::: Records for this task

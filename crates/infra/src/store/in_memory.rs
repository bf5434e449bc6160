use std::collections::HashMap;
use std::sync::{Arc, PoisonError, RwLock};

use chrono::{DateTime, Utc};
use serde_json::Value as JsonValue;

use taskforge_core::{
    HistoryRecord, HistoryUpdate, PendingTask, PendingTaskUpdate, QueueTask, QueueTaskStatus,
    TaskId, Transition, UserId,
};

use super::r#trait::{HistoryStore, PendingTaskStore, QueueTaskStore, StoreError};

fn poisoned<T>(_: PoisonError<T>) -> StoreError {
    StoreError::Storage("lock poisoned".to_string())
}

/// In-memory result store.
///
/// Intended for tests/dev. Rows are kept forever.
#[derive(Debug, Default)]
pub struct InMemoryResultStore {
    queue: RwLock<HashMap<TaskId, QueueTask>>,
    pending: RwLock<HashMap<TaskId, PendingTask>>,
    history: RwLock<HashMap<(UserId, TaskId), HistoryRecord>>,
}

impl InMemoryResultStore {
    pub fn new() -> Self {
        Self::default()
    }

    pub fn arc() -> Arc<Self> {
        Arc::new(Self::new())
    }

    /// Number of pending tasks, whatever their status.
    pub fn pending_count(&self) -> Result<usize, StoreError> {
        Ok(self.pending.read().map_err(poisoned)?.len())
    }
}

impl QueueTaskStore for InMemoryResultStore {
    fn create_queue_task(&self, task: QueueTask) -> Result<(), StoreError> {
        let mut queue = self.queue.write().map_err(poisoned)?;
        if queue.contains_key(&task.id) {
            return Err(StoreError::AlreadyExists(task.id.to_string()));
        }
        queue.insert(task.id.clone(), task);
        Ok(())
    }

    fn get_queue_task(&self, id: &TaskId) -> Result<Option<QueueTask>, StoreError> {
        Ok(self.queue.read().map_err(poisoned)?.get(id).cloned())
    }

    fn update_queue_task(
        &self,
        id: &TaskId,
        status: QueueTaskStatus,
        result: Option<JsonValue>,
    ) -> Result<Transition, StoreError> {
        let mut queue = self.queue.write().map_err(poisoned)?;
        let task = queue
            .get_mut(id)
            .ok_or_else(|| StoreError::NotFound(id.to_string()))?;

        if task.status.is_terminal() {
            return Ok(Transition::AlreadyTerminal);
        }

        task.status = status;
        if result.is_some() {
            task.result = result;
        }
        task.updated_at = Utc::now();
        Ok(Transition::Applied)
    }
}

impl PendingTaskStore for InMemoryResultStore {
    fn create_pending_task(&self, task: PendingTask) -> Result<(), StoreError> {
        let mut pending = self.pending.write().map_err(poisoned)?;
        if pending.contains_key(&task.task_id) {
            return Err(StoreError::AlreadyExists(task.task_id.to_string()));
        }
        pending.insert(task.task_id.clone(), task);
        Ok(())
    }

    fn get_pending_task(&self, id: &TaskId) -> Result<Option<PendingTask>, StoreError> {
        Ok(self.pending.read().map_err(poisoned)?.get(id).cloned())
    }

    fn update_pending_task(
        &self,
        id: &TaskId,
        update: &PendingTaskUpdate,
    ) -> Result<Transition, StoreError> {
        let mut pending = self.pending.write().map_err(poisoned)?;
        let task = pending
            .get_mut(id)
            .ok_or_else(|| StoreError::NotFound(id.to_string()))?;

        if task.status.is_terminal() {
            return Ok(Transition::AlreadyTerminal);
        }

        task.status = update.status;
        if let Some(next) = update.next_execute_at {
            task.next_execute_at = next;
        }
        if let Some(times) = update.execute_times {
            task.execute_times = times;
        }
        task.updated_at = Utc::now();
        Ok(Transition::Applied)
    }

    fn due_pending_tasks(
        &self,
        now: DateTime<Utc>,
        limit: usize,
    ) -> Result<Vec<PendingTask>, StoreError> {
        let pending = self.pending.read().map_err(poisoned)?;
        let mut due: Vec<PendingTask> = pending
            .values()
            .filter(|t| t.is_due(now))
            .cloned()
            .collect();
        due.sort_by(|a, b| {
            a.next_execute_at
                .cmp(&b.next_execute_at)
                .then_with(|| a.task_id.cmp(&b.task_id))
        });
        due.truncate(limit);
        Ok(due)
    }
}

impl HistoryStore for InMemoryResultStore {
    fn create_history_record(&self, record: HistoryRecord) -> Result<(), StoreError> {
        let key = (record.uid, record.task_id.clone());
        let mut history = self.history.write().map_err(poisoned)?;
        if history.contains_key(&key) {
            return Err(StoreError::AlreadyExists(record.task_id.to_string()));
        }
        history.insert(key, record);
        Ok(())
    }

    fn get_history_record(
        &self,
        uid: UserId,
        task_id: &TaskId,
    ) -> Result<Option<HistoryRecord>, StoreError> {
        let history = self.history.read().map_err(poisoned)?;
        Ok(history.get(&(uid, task_id.clone())).cloned())
    }

    fn update_history_record(
        &self,
        uid: UserId,
        task_id: &TaskId,
        update: &HistoryUpdate,
    ) -> Result<(), StoreError> {
        let mut history = self.history.write().map_err(poisoned)?;
        let record = history
            .get_mut(&(uid, task_id.clone()))
            .ok_or_else(|| StoreError::NotFound(task_id.to_string()))?;

        if let Some(status) = update.status {
            record.status = status;
        }
        if let Some(answer) = &update.answer {
            record.answer = Some(answer.clone());
        }
        if let Some(used) = update.quota_used {
            record.quota_used = used;
        }
        if let Some(error) = &update.error {
            record.error = Some(error.clone());
        }
        record.updated_at = Utc::now();
        Ok(())
    }
}
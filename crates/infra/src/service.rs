//! Submission and status read path.

use std::sync::Arc;

use tracing::{debug, info, warn};

use taskforge_core::{
    CompletionResult, ErrorResult, HistoryRecord, HistoryUpdate, QueueTaskStatus, TaskError,
    TaskId, TaskPayload, TaskResult, TaskStatusView, UserId,
};

use crate::ledger::QuotaLedger;
use crate::sink::TaskSink;
use crate::store::ResultStore;

/// Front door of the engine: accepts new tasks and reports their status.
pub struct TaskService<S, L> {
    store: S,
    ledger: L,
    sink: Arc<dyn TaskSink>,
}

impl<S: ResultStore, L: QuotaLedger> TaskService<S, L> {
    pub fn new(store: S, ledger: L, sink: Arc<dyn TaskSink>) -> Self {
        Self {
            store,
            ledger,
            sink,
        }
    }

    /// Reserve quota for `payload` and queue it.
    ///
    /// The payload's `quota` is the estimate to freeze. Ids are assigned
    /// here, so a payload that already carries one is rejected before any
    /// quota or history is touched. On success the task is visible as
    /// Running and its id is returned.
    pub fn submit(&self, mut payload: TaskPayload) -> TaskResult<TaskId> {
        let uid = payload.uid();
        let quota = payload.quota();
        if let Some(id) = payload.id() {
            return Err(TaskError::decode(format!(
                "task id {id} is assigned at submission"
            )));
        }
        if quota < 0 {
            return Err(TaskError::decode(format!("negative quota {quota}")));
        }

        let balance = self.ledger.balance(uid)?;
        if balance.available() < quota {
            return Err(TaskError::QuotaNotEnough {
                required: quota,
                available: balance.available(),
            });
        }

        let task_id = TaskId::generate();
        payload.assign_id(task_id.clone())?;
        payload.meta_mut().frozen_quota = quota;

        if quota > 0 {
            self.ledger.freeze(uid, quota, &task_id)?;
        }

        let mut history_created = false;
        if payload.task_type().has_history() {
            match HistoryRecord::pending(&payload) {
                Ok(record) => match self.store.create_history_record(record) {
                    Ok(()) => history_created = true,
                    Err(e) => {
                        warn!(task_id = %task_id, user_id = %uid, error = %e, "failed to create history record");
                    }
                },
                Err(e) => warn!(task_id = %task_id, error = %e, "failed to build history record"),
            }
        }

        let task_type = payload.task_type();
        if let Err(e) = self.sink.enqueue(payload) {
            warn!(task_id = %task_id, user_id = %uid, error = %e, "submission could not be queued, releasing quota");
            if quota > 0 {
                if let Err(le) = self.ledger.unfreeze(uid, quota, &task_id) {
                    warn!(task_id = %task_id, user_id = %uid, error = %le, "failed to release quota of unqueued task");
                }
            }
            if history_created {
                if let Err(se) = self.store.update_history_record(
                    uid,
                    &task_id,
                    &HistoryUpdate::failed(e.to_string()),
                ) {
                    warn!(task_id = %task_id, error = %se, "failed to mark history failed");
                }
            }
            return Err(e);
        }

        info!(task_id = %task_id, task_type = %task_type, user_id = %uid, quota, "task submitted");
        Ok(task_id)
    }

    /// Status of `task_id` as seen by `uid`. Tasks owned by someone else are
    /// reported as not found.
    pub fn status(&self, task_id: &TaskId, uid: UserId) -> TaskResult<TaskStatusView> {
        let row = match self.store.get_queue_task(task_id)? {
            Some(row) if row.uid == uid => row,
            Some(_) => {
                debug!(task_id = %task_id, user_id = %uid, "status requested by non-owner");
                return Err(TaskError::NotFound);
            }
            None => return Err(TaskError::NotFound),
        };

        match row.status {
            QueueTaskStatus::Running => Ok(TaskStatusView::Running),
            QueueTaskStatus::Success => {
                let result = match row.result {
                    Some(value) => serde_json::from_value::<CompletionResult>(value)
                        .unwrap_or_else(|e| {
                            warn!(task_id = %task_id, error = %e, "unreadable completion result");
                            CompletionResult::default()
                        }),
                    None => {
                        warn!(task_id = %task_id, "succeeded task has no result");
                        CompletionResult::default()
                    }
                };
                Ok(result.into())
            }
            QueueTaskStatus::Failed => {
                let errors = row
                    .result
                    .and_then(|value| match serde_json::from_value::<ErrorResult>(value) {
                        Ok(result) => Some(result.errors),
                        Err(e) => {
                            warn!(task_id = %task_id, error = %e, "unreadable failure result");
                            None
                        }
                    })
                    .unwrap_or_default();
                Ok(TaskStatusView::Failed { errors })
            }
        }
    }
}
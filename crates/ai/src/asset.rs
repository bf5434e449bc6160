//! Permanent storage for vendor-hosted resources.

use thiserror::Error;

use taskforge_core::UserId;

use crate::call::CallContext;

#[derive(Debug, Error, Clone, PartialEq, Eq)]
pub enum AssetError {
    #[error("failed to fetch {url}: {reason}")]
    Fetch { url: String, reason: String },
    #[error("failed to store asset: {0}")]
    Store(String),
}

/// Copies a vendor URL (which usually expires) into storage we control.
pub trait AssetStore: Send + Sync {
    /// Returns the permanent URL of the stored copy.
    fn persist(&self, ctx: &CallContext, owner: UserId, url: &str) -> Result<String, AssetError>;
}
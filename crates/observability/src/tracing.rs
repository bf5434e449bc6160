//! Tracing subscriber initialization.
//!
//! Filtering follows `RUST_LOG` (default `info`). Output is JSON unless
//! `TASKFORGE_LOG_FORMAT=pretty`.

use tracing_subscriber::EnvFilter;

/// Environment variable selecting the log format.
pub const LOG_FORMAT_VAR: &str = "TASKFORGE_LOG_FORMAT";

#[derive(Debug, Clone, Copy, PartialEq, Eq)]
pub enum LogFormat {
    Json,
    Pretty,
}

impl LogFormat {
    /// Anything other than `pretty` (case-insensitive) selects JSON.
    pub fn parse(value: Option<&str>) -> Self {
        match value.map(str::trim) {
            Some(v) if v.eq_ignore_ascii_case("pretty") => LogFormat::Pretty,
            _ => LogFormat::Json,
        }
    }

    pub fn from_env() -> Self {
        Self::parse(std::env::var(LOG_FORMAT_VAR).ok().as_deref())
    }
}

/// Initialize tracing/logging for the process.
///
/// Safe to call multiple times (subsequent calls are no-ops).
pub fn init() {
    let filter = EnvFilter::try_from_default_env().unwrap_or_else(|_| EnvFilter::new("info"));

    let builder = tracing_subscriber::fmt()
        .with_env_filter(filter)
        .with_timer(tracing_subscriber::fmt::time::SystemTime)
        .with_thread_names(true);

    let _ = match LogFormat::from_env() {
        LogFormat::Json => builder.json().with_target(false).try_init(),
        LogFormat::Pretty => builder.pretty().try_init(),
    };
}
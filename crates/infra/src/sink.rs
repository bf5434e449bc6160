//! Entry point for putting payloads on the queue.

use tracing::{debug, warn};

use taskforge_core::{
    ErrorResult, QueueTask, QueueTaskStatus, TaskError, TaskId, TaskPayload, TaskResult,
};

use crate::jobs::{QueuedTask, TaskQueue};
use crate::store::QueueTaskStore;

/// Anything that accepts new tasks: submission and chaining both go through it.
pub trait TaskSink: Send + Sync {
    /// Enqueue `payload`, assigning an id if it has none. Returns the task id.
    fn enqueue(&self, payload: TaskPayload) -> TaskResult<TaskId>;
}

/// Sink backed by a [`TaskQueue`]. Creates the queue row before the task
/// becomes visible to workers.
pub struct QueueSink<Q, S> {
    queue: Q,
    store: S,
}

impl<Q: TaskQueue, S: QueueTaskStore> QueueSink<Q, S> {
    pub fn new(queue: Q, store: S) -> Self {
        Self { queue, store }
    }
}

impl<Q: TaskQueue, S: QueueTaskStore> TaskSink for QueueSink<Q, S> {
    fn enqueue(&self, mut payload: TaskPayload) -> TaskResult<TaskId> {
        let id = match payload.id() {
            Some(id) => id.clone(),
            None => {
                let id = TaskId::generate();
                payload.assign_id(id.clone())?;
                id
            }
        };
        let task_type = payload.task_type();
        let raw = payload.encode()?;

        self.store.create_queue_task(QueueTask::running(
            id.clone(),
            payload.uid(),
            task_type,
            payload.title(),
        ))?;

        if let Err(e) = self.queue.enqueue(QueuedTask::new(id.clone(), task_type, raw)) {
            warn!(task_id = %id, task_type = %task_type, error = %e, "enqueue failed");
            let result = serde_json::to_value(ErrorResult::single(e.to_string()))?;
            if let Err(store_err) =
                self.store
                    .update_queue_task(&id, QueueTaskStatus::Failed, Some(result))
            {
                warn!(task_id = %id, error = %store_err, "failed to mark unqueued task as failed");
            }
            return Err(TaskError::storage(e.to_string()));
        }

        debug!(task_id = %id, task_type = %task_type, "task enqueued");
        Ok(id)
    }
}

::::::

# Task requirements
Find the word "trait" in the records, and report each line that has it.

# Written solution
use super::r#trait::{HistoryStore, PendingTaskStore, QueueTaskStore, StoreError};
pub trait AssetStore: Send + Sync {
pub trait TaskSink: Send + Sync {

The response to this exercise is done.